Nothing, that is, until now.


A live-action shot of editing in progress.

In your reporter's Emulation Zone columns for PC Zone magazine, a recurring theme was how modern emulation doesn't just recreate the gaming of the past, it often actually improves it too. From fixing bugs, to increasing the speed of games which were once unplayably slow, to simply making things look nicer, emulation has frequently added functionality to previously-flawed titles, and nowhere is this better illustrated than by the addition of save capabilities.

Whether it's the use of save states to get round bits of a game that you just couldn't beat and finally accessing all the other levels you paid for but never got to see, or saving progress where checkpoints were once just too far apart for modern attention spans, emulated gaming finally lets players dictate the terms of their playing according to their own desires.

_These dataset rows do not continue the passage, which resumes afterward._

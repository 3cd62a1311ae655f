//! Type-directed literal encoding.
//!
//! Values are inlined into statements as literals, so every quoted string
//! goes through [`quote`]. The encoding is picked by the field's declared
//! [`FieldType`], never by the runtime shape of the value; a string that
//! looks numeric is still quoted for a `string` column and rejected (as
//! `null`) for an `integer` column.

use uql_core::{FieldType, Value, format_iso};

/// Marker for values bound by the caller after compilation.
///
/// Passed through verbatim for textual and integer fields.
pub const ID_PLACEHOLDER: &str = "{idPlaceHolder}";

const NULL: &str = "null";

/// Doubles every single quote.
///
/// ```
/// assert_eq!(uql_postgres::escape("O'Neil"), "O''Neil");
/// ```
pub fn escape(value: &str) -> String {
    value.replace('\'', "''")
}

/// Wraps `value` in single quotes after escaping it.
pub fn quote(value: &str) -> String {
    format!("'{}'", escape(value))
}

/// Encodes `value` as a SQL literal for a field of type `ty`.
///
/// Values that do not fit the type encode as `null`.
///
/// # Examples
///
/// ```
/// use uql_core::{FieldType, Value};
/// use uql_postgres::serialize;
///
/// assert_eq!(serialize(FieldType::String, &Value::from("Jon")), "'Jon'");
/// assert_eq!(serialize(FieldType::Integer, &Value::from(23)), "23");
/// assert_eq!(serialize(FieldType::Integer, &Value::from("23")), "null");
/// assert_eq!(serialize(FieldType::Boolean, &Value::from(0)), "false");
/// ```
pub fn serialize(ty: FieldType, value: &Value) -> String {
    match ty {
        FieldType::String | FieldType::Text | FieldType::Uuid => serialize_text(value),
        FieldType::Integer => serialize_integer(value),
        FieldType::Decimal => serialize_decimal(value),
        FieldType::Boolean => serialize_boolean(value),
        FieldType::Json => serialize_json(value),
        FieldType::Date => serialize_date(value),
    }
}

/// Renders a value the way it reads inside a quoted literal.
pub(crate) fn text_of(value: &Value) -> String {
    match value {
        Value::Null => NULL.to_string(),
        Value::Bool(b) => b.to_string(),
        Value::Int(i) => i.to_string(),
        Value::Float(f) => f.to_string(),
        Value::String(s) => s.clone(),
        Value::Date(date) => format_iso(date),
        Value::Array(_) | Value::Object(_) => value.to_plain_json().to_string(),
    }
}

fn is_placeholder(value: &Value) -> bool {
    value.as_str() == Some(ID_PLACEHOLDER)
}

fn serialize_text(value: &Value) -> String {
    if is_placeholder(value) {
        return ID_PLACEHOLDER.to_string();
    }
    if value.is_truthy() {
        quote(&text_of(value))
    } else {
        NULL.to_string()
    }
}

fn serialize_integer(value: &Value) -> String {
    if is_placeholder(value) {
        return ID_PLACEHOLDER.to_string();
    }
    match value {
        Value::Int(i) => i.to_string(),
        Value::Float(f) if f.is_finite() && f.fract() == 0.0 => format!("{f:.0}"),
        _ => NULL.to_string(),
    }
}

fn serialize_decimal(value: &Value) -> String {
    match value {
        Value::Int(i) => i.to_string(),
        Value::Float(f) if f.is_finite() => f.to_string(),
        _ => NULL.to_string(),
    }
}

fn serialize_boolean(value: &Value) -> String {
    value.is_truthy().to_string()
}

fn serialize_json(value: &Value) -> String {
    quote(&value.to_plain_json().to_string())
}

fn serialize_date(value: &Value) -> String {
    value
        .as_date()
        .map_or_else(|| NULL.to_string(), |date| quote(&format_iso(&date)))
}
//! Core types shared by every universal-query (UQL) backend.
//!
//! This crate defines the backend-agnostic half of the transpiler:
//!
//! - [`FieldType`]: the closed type catalog driving value encoding.
//! - [`Value`] / [`Document`]: raw query values with ordered documents.
//! - [`Uql`], [`OrderSpec`]: the query object callers hand to a backend.
//! - [`TableSchema`], [`Model`], [`SchemaLookup`]: field type and ownership
//!   resolution.
//!
//! Validation ([`validate_definition`], [`validate_model`]) rejects unknown
//! types and duplicate names when a model is defined, never at query time.
//!
//! # Example
//!
//! ```
//! use uql_core::*;
//!
//! let table = TableSchema::from_fields(
//!     "single_table",
//!     [("name", FieldType::String), ("createdAt", FieldType::Date)],
//! )
//! .unwrap();
//! let model = Model::single(table);
//!
//! let uql: Uql = serde_json::from_str(r#"{"where": {"createdAt": {"gte": {"$date": "2001-02-11T00:00:00Z"}}}}"#).unwrap();
//! let uql = uql.snake_cased();
//! let where_ = uql.where_.unwrap();
//! assert!(where_.contains_key("created_at"));
//! assert_eq!(model.field_type("created_at"), Some(FieldType::Date));
//! ```

mod case;
mod query;
mod schema;
mod types;
mod validate;
mod value;

pub use case::{snake_document, snake_key};
pub use query::{
    BOOLEAN_OPERATORS, BooleanOperator, COMPARISON_OPERATORS, ComparisonOperator, Direction,
    OrderBy, OrderSpec, Uql,
};
pub use schema::{DEFAULT_PRIMARY_KEY, Model, Qualify, SchemaLookup, TableSchema, root_field};
pub use types::FieldType;
pub use validate::{SchemaError, validate_definition, validate_model};
pub use value::{DATE_KEY, Document, Value, format_iso, parse_date};
//! Error types for model file handling.

use thiserror::Error;
use uql_core::SchemaError;

/// Errors that can occur while loading, saving or building a model file.
#[derive(Debug, Error)]
pub enum ConfigError {
    /// File I/O failure.
    #[error("I/O error: {0}")]
    IoError(#[from] std::io::Error),

    /// YAML parsing or serialization failure.
    #[error("YAML error: {0}")]
    YamlError(#[from] serde_yaml::Error),

    /// JSON parsing or serialization failure.
    #[error("JSON error: {0}")]
    JsonError(#[from] serde_json::Error),

    /// The tables do not form a valid model.
    #[error("invalid model: {0}")]
    SchemaError(#[from] SchemaError),

    /// The file extension is neither YAML nor JSON.
    #[error("unsupported model file extension: {0}")]
    UnsupportedExtension(String),
}

/// Convenience alias for results with [`ConfigError`].
pub type Result<T> = std::result::Result<T, ConfigError>;
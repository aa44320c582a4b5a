//! Simulator form: raw user-entered strings to a validated `SimulationInput`

use crate::simulation::{
    Field, SimulationInput, SimulationLimits, ValidationError, ValidationErrorKind,
    ValidationErrors, DEFAULT_ANNUAL_RATE_PERCENT,
};
use serde::{Deserialize, Serialize};

/// The four simulator inputs exactly as typed.
///
/// Amounts may carry `,` thousands separators.
#[derive(Debug, Clone, PartialEq, Serialize, Deserialize)]
pub struct SimulationForm {
    #[serde(default)]
    pub principal: String,

    #[serde(default)]
    pub monthly_contribution: String,

    #[serde(default)]
    pub term_months: String,

    #[serde(default = "default_rate")]
    pub annual_rate_percent: String,
}

fn default_rate() -> String {
    DEFAULT_ANNUAL_RATE_PERCENT.to_string()
}

impl Default for SimulationForm {
    fn default() -> Self {
        Self {
            principal: String::new(),
            monthly_contribution: String::new(),
            term_months: String::new(),
            annual_rate_percent: default_rate(),
        }
    }
}

impl SimulationForm {
    pub fn new(
        principal: impl Into<String>,
        monthly_contribution: impl Into<String>,
        term_months: impl Into<String>,
        annual_rate_percent: impl Into<String>,
    ) -> Self {
        Self {
            principal: principal.into(),
            monthly_contribution: monthly_contribution.into(),
            term_months: term_months.into(),
            annual_rate_percent: annual_rate_percent.into(),
        }
    }

    /// Parse and range-check every field. Reports at most one error per field,
    /// in the order principal, contribution, term, rate.
    pub fn parse(&self, limits: &SimulationLimits) -> Result<SimulationInput, ValidationErrors> {
        let principal = parse_amount(Field::Principal, &self.principal)
            .and_then(|v| limits.check_principal(v));
        let contribution = parse_amount(Field::MonthlyContribution, &self.monthly_contribution)
            .and_then(|v| limits.check_contribution(v));
        let term = parse_term(&self.term_months).and_then(|v| limits.check_term(v));
        let rate = parse_rate(&self.annual_rate_percent).and_then(|v| limits.check_rate(v));

        match (principal, contribution, term, rate) {
            (Ok(principal), Ok(monthly_contribution), Ok(term_months), Ok(annual_rate_percent)) => {
                Ok(SimulationInput {
                    principal,
                    monthly_contribution,
                    term_months,
                    annual_rate_percent,
                })
            }
            (principal, contribution, term, rate) => {
                let mut errors = ValidationErrors::default();
                for e in [principal.err(), contribution.err(), term.err(), rate.err()]
                    .into_iter()
                    .flatten()
                {
                    errors.push(e);
                }
                Err(errors)
            }
        }
    }

    /// Regroup the amount fields with thousands separators, as the form does
    /// while the user types.
    pub fn normalize_amounts(&mut self) {
        self.principal = crate::format::format_number_input(&self.principal);
        self.monthly_contribution = crate::format::format_number_input(&self.monthly_contribution);
    }
}

fn required(field: Field, raw: &str) -> Result<&str, ValidationError> {
    let trimmed = raw.trim();
    if trimmed.is_empty() {
        Err(ValidationError::new(field, ValidationErrorKind::Required))
    } else {
        Ok(trimmed)
    }
}

fn parse_amount(field: Field, raw: &str) -> Result<f64, ValidationError> {
    let value = required(field, raw)?;
    value
        .replace(',', "")
        .parse::<f64>()
        .map_err(|_| ValidationError::new(field, ValidationErrorKind::Invalid))
}

fn parse_term(raw: &str) -> Result<i64, ValidationError> {
    let value = required(Field::TermMonths, raw)?;
    match value.parse::<i64>() {
        Ok(months) => Ok(months),
        // All-digit input too large for i64 is still just "too long"
        Err(_) if value.bytes().all(|b| b.is_ascii_digit()) => Ok(i64::MAX),
        Err(_) => Err(ValidationError::new(Field::TermMonths, ValidationErrorKind::Invalid)),
    }
}

fn parse_rate(raw: &str) -> Result<f64, ValidationError> {
    let value = required(Field::AnnualRatePercent, raw)?;
    value
        .parse::<f64>()
        .map_err(|_| ValidationError::new(Field::AnnualRatePercent, ValidationErrorKind::Invalid))
}

#[cfg(test)]
mod tests {
    use super::*;

    fn limits() -> SimulationLimits {
        SimulationLimits::default()
    }

    #[test]
    fn test_parse_with_separators() {
        let form = SimulationForm::new("1,000,000", "100,000", "12", "5");
        let input = form.parse(&limits()).unwrap();

        assert_eq!(input.principal, 1_000_000.0);
        assert_eq!(input.monthly_contribution, 100_000.0);
        assert_eq!(input.term_months, 12);
        assert_eq!(input.annual_rate_percent, 5.0);
    }

    #[test]
    fn test_default_form_requires_fields() {
        let form = SimulationForm::default();
        assert_eq!(form.annual_rate_percent, "5");

        let errors = form.parse(&limits()).unwrap_err();
        assert_eq!(
            errors.fields(),
            vec![Field::Principal, Field::MonthlyContribution, Field::TermMonths]
        );
        assert!(errors.iter().all(|e| e.kind == ValidationErrorKind::Required));
        assert_eq!(errors.get(Field::Principal).unwrap().message, "initial amount is required");
        assert_eq!(errors.get(Field::TermMonths).unwrap().message, "term is required");
    }

    #[test]
    fn test_invalid_values() {
        let form = SimulationForm::new("abc", "-5", "1.5", "x");
        let errors = form.parse(&limits()).unwrap_err();

        assert_eq!(errors.len(), 4);
        assert!(errors.iter().all(|e| e.kind == ValidationErrorKind::Invalid));
        assert_eq!(errors.get(Field::Principal).unwrap().message, "enter a valid amount");
        assert_eq!(errors.get(Field::TermMonths).unwrap().message, "enter a valid term");
    }

    #[test]
    fn test_boundaries() {
        let errors = SimulationForm::new("9,999", "0", "601", "50.1")
            .parse(&limits())
            .unwrap_err();

        assert_eq!(
            errors.fields(),
            vec![Field::Principal, Field::TermMonths, Field::AnnualRatePercent]
        );
        assert!(errors.get(Field::Principal).unwrap().message.contains("minimum amount"));
    }

    #[test]
    fn test_term_zero_and_huge() {
        let zero = SimulationForm::new("10000", "0", "0", "5").parse(&limits()).unwrap_err();
        assert_eq!(zero.get(Field::TermMonths).unwrap().kind, ValidationErrorKind::Invalid);

        let huge = SimulationForm::new("10000", "0", "99999999999999999999", "5")
            .parse(&limits())
            .unwrap_err();
        assert_eq!(
            huge.get(Field::TermMonths).unwrap().kind,
            ValidationErrorKind::TermTooLong(600)
        );
    }

    #[test]
    fn test_json_missing_rate_uses_default() {
        let form: SimulationForm =
            serde_json::from_str(r#"{"principal": "50,000", "monthly_contribution": "0", "term_months": "6"}"#)
                .unwrap();
        assert_eq!(form.annual_rate_percent, "5");
        assert!(form.parse(&limits()).is_ok());
    }

    #[test]
    fn test_normalize_amounts() {
        let mut form = SimulationForm::new("1000000", "25000x", "12", "5");
        form.normalize_amounts();
        assert_eq!(form.principal, "1,000,000");
        assert_eq!(form.monthly_contribution, "25,000");
    }
}
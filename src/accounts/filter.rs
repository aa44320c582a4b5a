//! Search/type filtering of the account listing and whole-catalog totals

use super::SavingsAccount;
use serde::Serialize;

/// Account type value meaning "no type filter"
pub const ALL_ACCOUNT_TYPES: &str = "all";

/// Same meaning, as sent by the Spanish-language listing page
pub const ALL_ACCOUNT_TYPES_ES: &str = "todos";

#[derive(Debug, Clone, Default, PartialEq, Eq)]
pub struct AccountFilter {
    /// Matched against holder name (case-insensitive) or account number
    pub search: Option<String>,
    /// Exact account type; `None`, empty, "all" or "todos" disables
    pub account_type: Option<String>,
}

impl AccountFilter {
    fn search_term(&self) -> Option<String> {
        self.search
            .as_deref()
            .filter(|s| !s.is_empty())
            .map(str::to_lowercase)
    }

    fn type_term(&self) -> Option<&str> {
        self.account_type
            .as_deref()
            .filter(|t| !t.is_empty() && *t != ALL_ACCOUNT_TYPES && *t != ALL_ACCOUNT_TYPES_ES)
    }

    /// True if either filter narrows the listing
    pub fn is_active(&self) -> bool {
        self.search_term().is_some() || self.type_term().is_some()
    }

    pub fn matches(&self, account: &SavingsAccount) -> bool {
        if let Some(query) = self.search_term() {
            let by_name = account.holder_name.to_lowercase().contains(&query);
            let by_number = account.account_number.contains(&query);
            if !by_name && !by_number {
                return false;
            }
        }
        match self.type_term() {
            Some(t) => account.account_type == t,
            None => true,
        }
    }

    /// Matching accounts in catalog order
    pub fn apply<'a>(&self, accounts: &'a [SavingsAccount]) -> Vec<&'a SavingsAccount> {
        accounts.iter().filter(|a| self.matches(a)).collect()
    }
}

/// Totals shown above the listing; always computed over the full catalog
#[derive(Debug, Clone, PartialEq, Serialize)]
pub struct PortfolioSummary {
    pub total_balance: f64,
    pub active_accounts: usize,
    pub total_accounts: usize,
    /// Mean annual rate in percent, `None` for an empty catalog
    pub average_interest_rate: Option<f64>,
    /// Distinct account types in first-seen order
    pub account_types: Vec<String>,
}

impl PortfolioSummary {
    pub fn from_accounts(accounts: &[SavingsAccount]) -> Self {
        let total_balance = accounts.iter().map(|a| a.balance).sum();
        let active_accounts = accounts.iter().filter(|a| a.is_active()).count();
        let average_interest_rate = if accounts.is_empty() {
            None
        } else {
            Some(accounts.iter().map(|a| a.interest_rate).sum::<f64>() / accounts.len() as f64)
        };

        let mut account_types: Vec<String> = Vec::new();
        for account in accounts {
            if !account_types.contains(&account.account_type) {
                account_types.push(account.account_type.clone());
            }
        }

        Self {
            total_balance,
            active_accounts,
            total_accounts: accounts.len(),
            average_interest_rate,
            account_types,
        }
    }
}
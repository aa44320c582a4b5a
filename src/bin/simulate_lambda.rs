//! AWS Lambda HTTP handler for the savings simulator
//!
//! POST a JSON `SimulationForm` (all fields as strings). Responds with the
//! projection, or with a field -> message map when validation fails.

use lambda_http::http::{Method, StatusCode};
use lambda_http::{run, service_fn, Body, Error, Request, Response};
use log::{info, warn};
use savings_simulator::{ProjectionEngine, SimulationForm, SimulationLimits};
use serde_json::{json, Value};
use std::env::VarError;

/// Env var naming an optional JSON limits file
const LIMITS_ENV: &str = "SIMULATOR_LIMITS_FILE";

fn respond(engine: &ProjectionEngine, method: &Method, body: &[u8]) -> (StatusCode, Value) {
    if *method != Method::POST {
        return (
            StatusCode::METHOD_NOT_ALLOWED,
            json!({ "error": "use POST with a JSON simulation form" }),
        );
    }

    let form: SimulationForm = match serde_json::from_slice(body) {
        Ok(form) => form,
        Err(e) => {
            warn!("Rejected unparseable request body: {}", e);
            return (StatusCode::BAD_REQUEST, json!({ "error": format!("invalid JSON body: {}", e) }));
        }
    };

    let outcome = form
        .parse(engine.limits())
        .and_then(|input| engine.simulate(&input));

    match outcome {
        Ok(result) => match serde_json::to_value(&result) {
            Ok(value) => (StatusCode::OK, value),
            Err(e) => (StatusCode::INTERNAL_SERVER_ERROR, json!({ "error": e.to_string() })),
        },
        Err(errors) => {
            info!("Validation failed for {} field(s)", errors.len());
            (StatusCode::UNPROCESSABLE_ENTITY, json!({ "errors": errors.to_map() }))
        }
    }
}

/// Defaults only when the variable is unset; an unreadable value is an error
fn limits_from_env(var: Result<String, VarError>) -> Result<SimulationLimits, Error> {
    match var {
        Ok(path) => Ok(SimulationLimits::from_json_file(&path)?),
        Err(VarError::NotPresent) => Ok(SimulationLimits::default()),
        Err(e) => Err(format!("{}: {}", LIMITS_ENV, e).into()),
    }
}

async fn function_handler(engine: &ProjectionEngine, event: Request) -> Result<Response<Body>, Error> {
    let (status, payload) = respond(engine, event.method(), event.body());

    let response = Response::builder()
        .status(status)
        .header("content-type", "application/json")
        .body(Body::from(payload.to_string()))?;
    Ok(response)
}

#[tokio::main]
async fn main() -> Result<(), Error> {
    env_logger::init();

    let limits = limits_from_env(std::env::var(LIMITS_ENV))?;
    let engine = ProjectionEngine::new(limits);
    let engine = &engine;

    run(service_fn(move |event: Request| async move {
        function_handler(engine, event).await
    }))
    .await
}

Only got 20 minutes to spend with a game, but the save points are an hour's play apart? Not a problem any more. And thanks to emulation, for the first time ever it's also now possible to share user-created Hyper Lode Runner levels with other players. Accordingly, World Of Stuart proudly welcomes all alert viewers to - Hyper Lode Runner SE!


...resulting in the nice easy opening stage of Hyper Lode Runner SE's four custom levels.

This WoS-exclusive special edition of HLR actually runs via the "Goomba" Gameboy emulator for the Gameboy Advance, which might seem like a strange way of doing things, but was chosen so that SE could be played on real portable hardware as well as via emulation. By putting it on the Advance, the special edition takes advantage of the GB emulator's save states, which enable the custom levels to be transferred to a real machine. (This function isn't available, so far as your reporter knows, on Flash carts for the GB.)

Hyper Lode Runner SE (does the "S" stand for "Special"? "Super"? "Save"? Or perhaps simply "Stuart"? Who can tell?) contains four custom stages, each with two interlinked sections (this is the highest number of stages the editor will let you create at one time), designed by your reporter for an increasingly-taxing challenge but without the soul-crushing savagery of the standard game. To play the custom stages, either load up the game ROM in the emulator or real GBA with the save file included in the zip or, if that doesn't work (some WoS readers have experienced problems with the .SAV-format files), import this save-state file instead from the emulator's File menu. If you use the normal SAV file, activate it by pressing the L and R buttons together and then selecting "Load State" from the menu.


This stage is WoS's tribute to Mr Driller. (You can't see the reason from this screenshot.)

Just in case you're not familiar with the objectives of Lode Runner games, your task is to collect all the gold nuggets in both sections of each stage, then escape by climbing to the top of the first section. The key opens the door to the second section, which must be completed within a time limit (indicated by the music speeding up) - if you don't collect all the gold in the second section and get back through the door in time, you'll be trapped there. The first section has no time limit.

The game doesn't allow you to play the custom stages in sequence - once you've completed one, you'll have to select the next one manually with the A and B buttons, then use the Select button to choose "Game" and the Start button to enter the stage. (It doesn't matter whether you select, say, Level 2-A or Level 2-B, the game will automatically start you at the beginning of Level 2.) But they're all in there, and should keep you out of trouble for a while. No fair using the Edit mode to make them easier.
 

WoS CHALLENGE POINTS:
LEVELS 1 AND 2 - 1 POINT EACH, LEVELS 3 AND 4 - 2 POINTS EACH

PS If for some reason you want to play Hyper Lode Runner SE on computer, but via a Gameboy emulator rather than a GBA one, you'll just have to recreate the levels yourself by copying the layouts from the editor. To help, the maps can be found in JPG form here. Looking at the maps just to help you beat the levels, however, is CHEATING.